Ignacio Herbert "Nacio Herb" Brown (February 22, 1896 – September 28, 1964) was an American writer of popular songs, movie scores and Broadway theatre music in the 1920s through the early 1950s. Amongst his most enduring work is the score for the 1952 musical film Singin' in the Rain.

Life and career
Ignacio Herbert Brown was born in Deming, New Mexico, United States, to Ignacio and Cora Brown. He had an older sister, Charlotte. In 1901, his family moved to Los Angeles, where he attended Manual Arts High School. His music education started with instruction from his mother, Cora Alice (Hopkins) Brown. Brown first operated a tailoring business (1916), and then became a financially successful realtor, but he always wrote and played music. After his first hit "Coral Sea" (1920) and a first big hit, "When Buddha Smiles" (1921), he eventually became a full-time composer. He joined The American Society of Composers, Authors and Publishers (ASCAP) in 1927.

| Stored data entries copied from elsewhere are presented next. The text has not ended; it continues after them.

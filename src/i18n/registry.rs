//! Language registry: the supported set and the default language.
//!
//! The registry is an owned value handed to the store at construction, so
//! tests and embedders can configure their own set of languages.

use crate::i18n::{LanguageCode, LanguageConfig, TranslationError};
use anyhow::{bail, Result};

/// The set of languages a store accepts, plus the one it degrades to.
#[derive(Debug, Clone)]
pub struct LanguageRegistry {
    languages: Vec<LanguageConfig>,
    default_code: String,
}

impl LanguageRegistry {
    /// Build a registry from explicit language configurations.
    ///
    /// # Errors
    /// Fails if the default language is missing or disabled, or if a code
    /// appears twice.
    pub fn new(languages: Vec<LanguageConfig>, default_code: &str) -> Result<Self> {
        let default_code = default_code.trim().to_ascii_lowercase();

        for (i, lang) in languages.iter().enumerate() {
            if lang.code.is_empty() {
                bail!("Language code must not be empty");
            }
            if languages[..i].iter().any(|other| other.code == lang.code) {
                bail!("Duplicate language code: '{}'", lang.code);
            }
        }

        match languages.iter().find(|lang| lang.code == default_code) {
            Some(lang) if lang.enabled => {}
            Some(_) => bail!("Default language '{}' is disabled", default_code),
            None => bail!("Default language '{}' is not in the supported set", default_code),
        }

        Ok(Self {
            languages,
            default_code,
        })
    }

    /// Build a registry from bare codes, filling in metadata for the
    /// languages the campaign site ships with.
    pub fn from_codes(codes: &[String], default_code: &str) -> Result<Self> {
        let known = known_languages();
        let languages = codes
            .iter()
            .map(|code| code.trim().to_ascii_lowercase())
            .filter(|code| !code.is_empty())
            .map(|code| {
                known
                    .iter()
                    .find(|lang| lang.code == code)
                    .cloned()
                    .unwrap_or_else(|| LanguageConfig::bare(&code))
            })
            .collect();

        Self::new(languages, default_code)
    }

    /// Turkish (default), English and German.
    pub fn campaign_defaults() -> Self {
        Self {
            languages: known_languages(),
            default_code: "tr".to_string(),
        }
    }

    /// Validate a code against the supported set.
    ///
    /// Codes are matched case-insensitively. Disabled and unknown codes are
    /// rejected with `UnsupportedLanguage`.
    pub fn validate(&self, code: &str) -> Result<LanguageCode, TranslationError> {
        let normalized = code.trim().to_ascii_lowercase();
        match self.get_by_code(&normalized) {
            Some(config) if config.enabled => Ok(LanguageCode::new(&config.code)),
            _ => Err(TranslationError::UnsupportedLanguage(code.to_string())),
        }
    }

    /// The language every failed load degrades to.
    pub fn default_language(&self) -> LanguageCode {
        LanguageCode::new(&self.default_code)
    }

    /// Get a language configuration by its code.
    pub fn get_by_code(&self, code: &str) -> Option<&LanguageConfig> {
        self.languages.iter().find(|lang| lang.code == code)
    }

    /// Get all enabled languages.
    pub fn list_enabled(&self) -> Vec<&LanguageConfig> {
        self.languages.iter().filter(|lang| lang.enabled).collect()
    }

    /// Check if a language code is supported and enabled.
    pub fn is_enabled(&self, code: &str) -> bool {
        self.get_by_code(code)
            .map(|lang| lang.enabled)
            .unwrap_or(false)
    }

    /// Pick a language from a browser-style locale such as `"en-US"`.
    ///
    /// Only the primary subtag is considered. Anything unsupported (or no
    /// locale at all) yields the default language.
    pub fn detect(&self, locale: Option<&str>) -> LanguageCode {
        locale
            .map(|locale| {
                locale
                    .split(['-', '_', '.'])
                    .next()
                    .unwrap_or_default()
                    .to_ascii_lowercase()
            })
            .filter(|primary| self.is_enabled(primary))
            .map(|primary| LanguageCode::new(&primary))
            .unwrap_or_else(|| self.default_language())
    }
}

fn known_languages() -> Vec<LanguageConfig> {
    vec![
        LanguageConfig::new("tr", "Turkish", "Türkçe", "tr-TR", "🇹🇷"),
        LanguageConfig::new("en", "English", "English", "en-US", "🇬🇧"),
        LanguageConfig::new("de", "German", "Deutsch", "de-DE", "🇩🇪"),
    ]
}
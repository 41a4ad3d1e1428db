//! Language types: validated codes and per-language metadata.
//!
//! A `LanguageCode` can only be obtained from a `LanguageRegistry`, so any
//! code the store holds is already known to be supported.

use serde::Serialize;
use std::fmt;

/// A language code that has been validated against a registry.
#[derive(Debug, Clone, PartialEq, Eq, Hash, PartialOrd, Ord, Serialize)]
#[serde(transparent)]
pub struct LanguageCode(String);

impl LanguageCode {
    /// Only the registry mints codes.
    pub(crate) fn new(code: &str) -> Self {
        LanguageCode(code.to_string())
    }

    /// Get the code as a string slice (e.g., "tr", "en").
    pub fn as_str(&self) -> &str {
        &self.0
    }
}

impl fmt::Display for LanguageCode {
    fn fmt(&self, f: &mut fmt::Formatter<'_>) -> fmt::Result {
        f.write_str(&self.0)
    }
}

impl PartialEq<str> for LanguageCode {
    fn eq(&self, other: &str) -> bool {
        self.0 == other
    }
}

impl PartialEq<&str> for LanguageCode {
    fn eq(&self, other: &&str) -> bool {
        self.0 == *other
    }
}

/// Configuration for a supported language.
#[derive(Debug, Clone, PartialEq, Eq)]
pub struct LanguageConfig {
    /// ISO 639-1 language code (e.g., "tr", "en", "de")
    pub code: String,

    /// English name of the language (e.g., "Turkish", "German")
    pub name: String,

    /// Native name of the language (e.g., "Türkçe", "Deutsch")
    pub native_name: String,

    /// Full locale used for the document language (e.g., "tr-TR")
    pub locale: String,

    /// Flag shown next to the language switcher entry
    pub flag: String,

    /// Whether this language can be selected
    pub enabled: bool,
}

impl LanguageConfig {
    pub fn new(code: &str, name: &str, native_name: &str, locale: &str, flag: &str) -> Self {
        Self {
            code: code.to_ascii_lowercase(),
            name: name.to_string(),
            native_name: native_name.to_string(),
            locale: locale.to_string(),
            flag: flag.to_string(),
            enabled: true,
        }
    }

    /// Minimal entry for a code with no known metadata; names fall back to the code.
    pub fn bare(code: &str) -> Self {
        let code = code.trim().to_ascii_lowercase();
        Self::new(&code, &code, &code, &code, "")
    }

    /// Mark the language as disabled.
    pub fn disabled(mut self) -> Self {
        self.enabled = false;
        self
    }
}
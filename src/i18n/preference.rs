//! Persisted language preference.
//!
//! The preference is a single string stored under a fixed key. It is read
//! once when a store is created and written after every successful change.

use anyhow::{Context, Result};
use serde_json::{Map, Value};
use std::path::PathBuf;
use std::sync::Mutex;
use tracing::warn;

/// Key the preference is stored under.
pub const PREFERENCE_KEY: &str = "preferred_language";

pub trait PreferenceStore: Send + Sync {
    /// The last saved language code, if any.
    fn load(&self) -> Option<String>;

    /// Persist a language code, replacing the previous value.
    fn save(&self, code: &str) -> Result<()>;
}

/// Preference kept in a small JSON file alongside other keys.
#[derive(Debug, Clone)]
pub struct FilePreferenceStore {
    path: PathBuf,
    key: String,
}

impl FilePreferenceStore {
    pub fn new(path: impl Into<PathBuf>) -> Self {
        Self {
            path: path.into(),
            key: PREFERENCE_KEY.to_string(),
        }
    }

    pub fn with_key(mut self, key: &str) -> Self {
        self.key = key.to_string();
        self
    }

    fn read_map(&self) -> Result<Map<String, Value>> {
        let contents = std::fs::read_to_string(&self.path)
            .with_context(|| format!("Failed to read preferences at {}", self.path.display()))?;
        let value: Value = serde_json::from_str(&contents)
            .with_context(|| format!("Failed to parse preferences at {}", self.path.display()))?;
        match value {
            Value::Object(map) => Ok(map),
            _ => anyhow::bail!("Preferences at {} are not a JSON object", self.path.display()),
        }
    }
}

impl PreferenceStore for FilePreferenceStore {
    fn load(&self) -> Option<String> {
        if !self.path.exists() {
            return None;
        }
        match self.read_map() {
            Ok(map) => map.get(&self.key).and_then(Value::as_str).map(str::to_string),
            Err(e) => {
                warn!("Ignoring unreadable language preference: {:#}", e);
                None
            }
        }
    }

    fn save(&self, code: &str) -> Result<()> {
        // Keep unrelated keys; start over if the file is unreadable
        let mut map = if self.path.exists() {
            self.read_map().unwrap_or_default()
        } else {
            Map::new()
        };
        map.insert(self.key.clone(), Value::String(code.to_string()));

        let contents = serde_json::to_string_pretty(&Value::Object(map))
            .context("Failed to serialize preferences")?;
        std::fs::write(&self.path, contents)
            .with_context(|| format!("Failed to write preferences at {}", self.path.display()))
    }
}

/// In-process preference, for tests and embedders without storage.
#[derive(Debug, Default)]
pub struct MemoryPreferenceStore {
    value: Mutex<Option<String>>,
}

impl MemoryPreferenceStore {
    pub fn new() -> Self {
        Self::default()
    }

    pub fn with_value(code: &str) -> Self {
        Self {
            value: Mutex::new(Some(code.to_string())),
        }
    }
}

impl PreferenceStore for MemoryPreferenceStore {
    fn load(&self) -> Option<String> {
        self.value
            .lock()
            .map(|value| value.clone())
            .unwrap_or_else(|poisoned| poisoned.into_inner().clone())
    }

    fn save(&self, code: &str) -> Result<()> {
        let mut value = self
            .value
            .lock()
            .unwrap_or_else(|poisoned| poisoned.into_inner());
        *value = Some(code.to_string());
        Ok(())
    }
}
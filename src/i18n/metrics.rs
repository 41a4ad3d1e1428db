//! Translation metrics and observability module.
//!
//! Each store owns its own counters, so independent stores (and tests) do
//! not interfere with each other.

use serde::Serialize;
use std::sync::atomic::{AtomicUsize, Ordering};

/// Counters for one translation store.
#[derive(Debug, Default)]
pub struct TranslationMetrics {
    /// Loads answered from a fresh cache entry
    cache_hits: AtomicUsize,

    /// Loads that had to start or join a fetch
    cache_misses: AtomicUsize,

    /// Fetches issued to the translation source
    fetches: AtomicUsize,

    /// Fetches that failed (network, status, malformed payload)
    fetch_failures: AtomicUsize,

    /// Times a failed load degraded to the default language
    fallbacks: AtomicUsize,
}

impl TranslationMetrics {
    pub fn new() -> Self {
        Self::default()
    }

    pub fn record_cache_hit(&self) {
        self.cache_hits.fetch_add(1, Ordering::Relaxed);
    }

    pub fn record_cache_miss(&self) {
        self.cache_misses.fetch_add(1, Ordering::Relaxed);
    }

    pub fn record_fetch(&self) {
        self.fetches.fetch_add(1, Ordering::Relaxed);
    }

    pub fn record_fetch_failure(&self) {
        self.fetch_failures.fetch_add(1, Ordering::Relaxed);
    }

    pub fn record_fallback(&self) {
        self.fallbacks.fetch_add(1, Ordering::Relaxed);
    }

    pub fn cache_hits(&self) -> usize {
        self.cache_hits.load(Ordering::Relaxed)
    }

    pub fn cache_misses(&self) -> usize {
        self.cache_misses.load(Ordering::Relaxed)
    }

    pub fn fetches(&self) -> usize {
        self.fetches.load(Ordering::Relaxed)
    }

    pub fn fetch_failures(&self) -> usize {
        self.fetch_failures.load(Ordering::Relaxed)
    }

    pub fn fallbacks(&self) -> usize {
        self.fallbacks.load(Ordering::Relaxed)
    }

    /// Generate a metrics report.
    pub fn report(&self) -> MetricsReport {
        let hits = self.cache_hits();
        let misses = self.cache_misses();
        let total_cache_queries = hits + misses;
        let cache_hit_rate = if total_cache_queries > 0 {
            (hits as f64 / total_cache_queries as f64) * 100.0
        } else {
            0.0
        };

        let fetches = self.fetches();
        let failures = self.fetch_failures();
        let fetch_success_rate = if fetches > 0 {
            (fetches.saturating_sub(failures) as f64 / fetches as f64) * 100.0
        } else {
            0.0
        };

        MetricsReport {
            cache_hits: hits,
            cache_misses: misses,
            cache_hit_rate,
            fetches,
            fetch_failures: failures,
            fetch_success_rate,
            fallbacks: self.fallbacks(),
        }
    }
}

/// Metrics report containing current translation statistics.
#[derive(Debug, Clone, Serialize)]
pub struct MetricsReport {
    pub cache_hits: usize,
    pub cache_misses: usize,

    /// Cache hit rate as a percentage (0-100)
    pub cache_hit_rate: f64,

    pub fetches: usize,
    pub fetch_failures: usize,

    /// Fetch success rate as a percentage (0-100)
    pub fetch_success_rate: f64,

    pub fallbacks: usize,
}
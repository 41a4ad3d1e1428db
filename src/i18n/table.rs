//! Translation tables and key resolution.

use crate::i18n::FetchError;
use regex::{Captures, Regex};
use serde_json::{Map, Value};
use std::collections::HashMap;
use std::sync::OnceLock;

/// Placeholder values for `{{name}}` interpolation.
pub type Params = HashMap<String, String>;

static PLACEHOLDER_REGEX: OnceLock<Regex> = OnceLock::new();

fn placeholder_regex() -> &'static Regex {
    PLACEHOLDER_REGEX.get_or_init(|| Regex::new(r"\{\{(\w+)\}\}").expect("Invalid placeholder regex"))
}

/// One language's key→text mapping.
///
/// Top-level keys are section names (`hero`, `donation`, ...). Each value is
/// a leaf string or a nested object.
#[derive(Debug, Clone, PartialEq)]
pub struct TranslationTable {
    root: Map<String, Value>,
}

impl TranslationTable {
    /// Wrap a decoded document. Anything but a JSON object is malformed.
    pub fn from_value(value: Value) -> Result<Self, FetchError> {
        match value {
            Value::Object(root) => Ok(Self { root }),
            other => Err(FetchError::Malformed(format!(
                "expected a JSON object, got {}",
                json_kind(&other)
            ))),
        }
    }

    /// Walk a dotted key. Returns `None` if any segment is missing.
    fn lookup(&self, key: &str) -> Option<&Value> {
        let mut segments = key.split('.');
        let mut current = self.root.get(segments.next()?)?;
        for segment in segments {
            current = current.as_object()?.get(segment)?;
        }
        Some(current)
    }

    /// Get the leaf string for a dotted key, if there is one.
    pub fn get(&self, key: &str) -> Option<&str> {
        self.lookup(key).and_then(Value::as_str)
    }

    /// Top-level section names.
    pub fn sections(&self) -> impl Iterator<Item = &str> {
        self.root.keys().map(String::as_str)
    }

    /// A section counts as present when it exists and is not null.
    pub fn has_section(&self, name: &str) -> bool {
        self.root.get(name).map(|v| !v.is_null()).unwrap_or(false)
    }

    /// Number of leaf strings across all nesting levels.
    pub fn leaf_count(&self) -> usize {
        fn count(value: &Value) -> usize {
            match value {
                Value::String(_) => 1,
                Value::Object(map) => map.values().map(count).sum(),
                _ => 0,
            }
        }
        self.root.values().map(count).sum()
    }

    /// Resolve a key against this table. See [`resolve`].
    pub fn resolve(&self, key: &str, params: Option<&Params>) -> String {
        resolve(self, key, params)
    }
}

/// Resolve a dotted key to display text.
///
/// A missing segment or a non-string value yields `key` unchanged. With
/// `params`, each `{{name}}` is replaced by `params["name"]`; placeholders
/// without a value stay verbatim.
pub fn resolve(table: &TranslationTable, key: &str, params: Option<&Params>) -> String {
    match table.get(key) {
        Some(text) => match params {
            Some(params) => interpolate(text, params),
            None => text.to_string(),
        },
        None => key.to_string(),
    }
}

/// Replace `{{name}}` placeholders with values from `params`.
pub fn interpolate(text: &str, params: &Params) -> String {
    placeholder_regex()
        .replace_all(text, |caps: &Captures| match params.get(&caps[1]) {
            Some(value) => value.clone(),
            None => caps[0].to_string(),
        })
        .into_owned()
}

pub(crate) fn json_kind(value: &Value) -> &'static str {
    match value {
        Value::Null => "null",
        Value::Bool(_) => "boolean",
        Value::Number(_) => "number",
        Value::String(_) => "string",
        Value::Array(_) => "array",
        Value::Object(_) => "object",
    }
}
//! Content bindings: the caller's explicit map from translation key to the
//! code that updates whatever displays it.
//!
//! The store knows nothing about presentation. Bindings are applied to a
//! table directly, or registered as an observer so every applied language
//! change resyncs the bound content.

use crate::i18n::{LanguageChange, Params, TranslationTable};
use tracing::debug;

type Update = Box<dyn Fn(&str) + Send + Sync>;

struct Binding {
    key: String,
    params: Option<Params>,
    update: Update,
}

#[derive(Default)]
pub struct ContentBindings {
    bindings: Vec<Binding>,
}

impl ContentBindings {
    pub fn new() -> Self {
        Self::default()
    }

    /// Bind `key` to an update callback.
    pub fn bind<F>(&mut self, key: &str, update: F) -> &mut Self
    where
        F: Fn(&str) + Send + Sync + 'static,
    {
        self.bindings.push(Binding {
            key: key.to_string(),
            params: None,
            update: Box::new(update),
        });
        self
    }

    /// Bind `key` with fixed interpolation values (e.g. donation amounts).
    pub fn bind_with_params<F>(&mut self, key: &str, params: Params, update: F) -> &mut Self
    where
        F: Fn(&str) + Send + Sync + 'static,
    {
        self.bindings.push(Binding {
            key: key.to_string(),
            params: Some(params),
            update: Box::new(update),
        });
        self
    }

    pub fn len(&self) -> usize {
        self.bindings.len()
    }

    pub fn is_empty(&self) -> bool {
        self.bindings.is_empty()
    }

    /// Push resolved text into every binding whose key exists in `table`.
    ///
    /// Bindings for missing keys are left untouched so existing content
    /// stays visible. Returns the number of callbacks invoked.
    pub fn apply(&self, table: &TranslationTable) -> usize {
        let mut applied = 0;
        for binding in &self.bindings {
            if table.get(&binding.key).is_none() {
                debug!("No translation for bound key '{}'", binding.key);
                continue;
            }
            let text = table.resolve(&binding.key, binding.params.as_ref());
            (binding.update)(&text);
            applied += 1;
        }
        applied
    }

    /// Turn the bindings into a store observer.
    pub fn into_observer(self) -> impl Fn(&LanguageChange) + Send + Sync + 'static {
        move |change: &LanguageChange| {
            let applied = self.apply(&change.table);
            debug!(
                "Resynced {}/{} bound entries for {}",
                applied,
                self.len(),
                change.current
            );
        }
    }
}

In 1928, he was hired to work in Hollywood by MGM and write film scores for the new medium of sound film. For his film work, he often collaborated with lyricist Arthur Freed. Their music is collected for the most part in Singin' in the Rain. He appeared in the MGM variety film The Hollywood Revue of 1929. Brown also worked with Richard A. Whiting and Buddy De Sylva on Broadway Musicals such as Take a Chance.

Along with L. Wolfe Gilbert, Brown wrote the music for the children's television western, Hopalong Cassidy, which first aired in 1949.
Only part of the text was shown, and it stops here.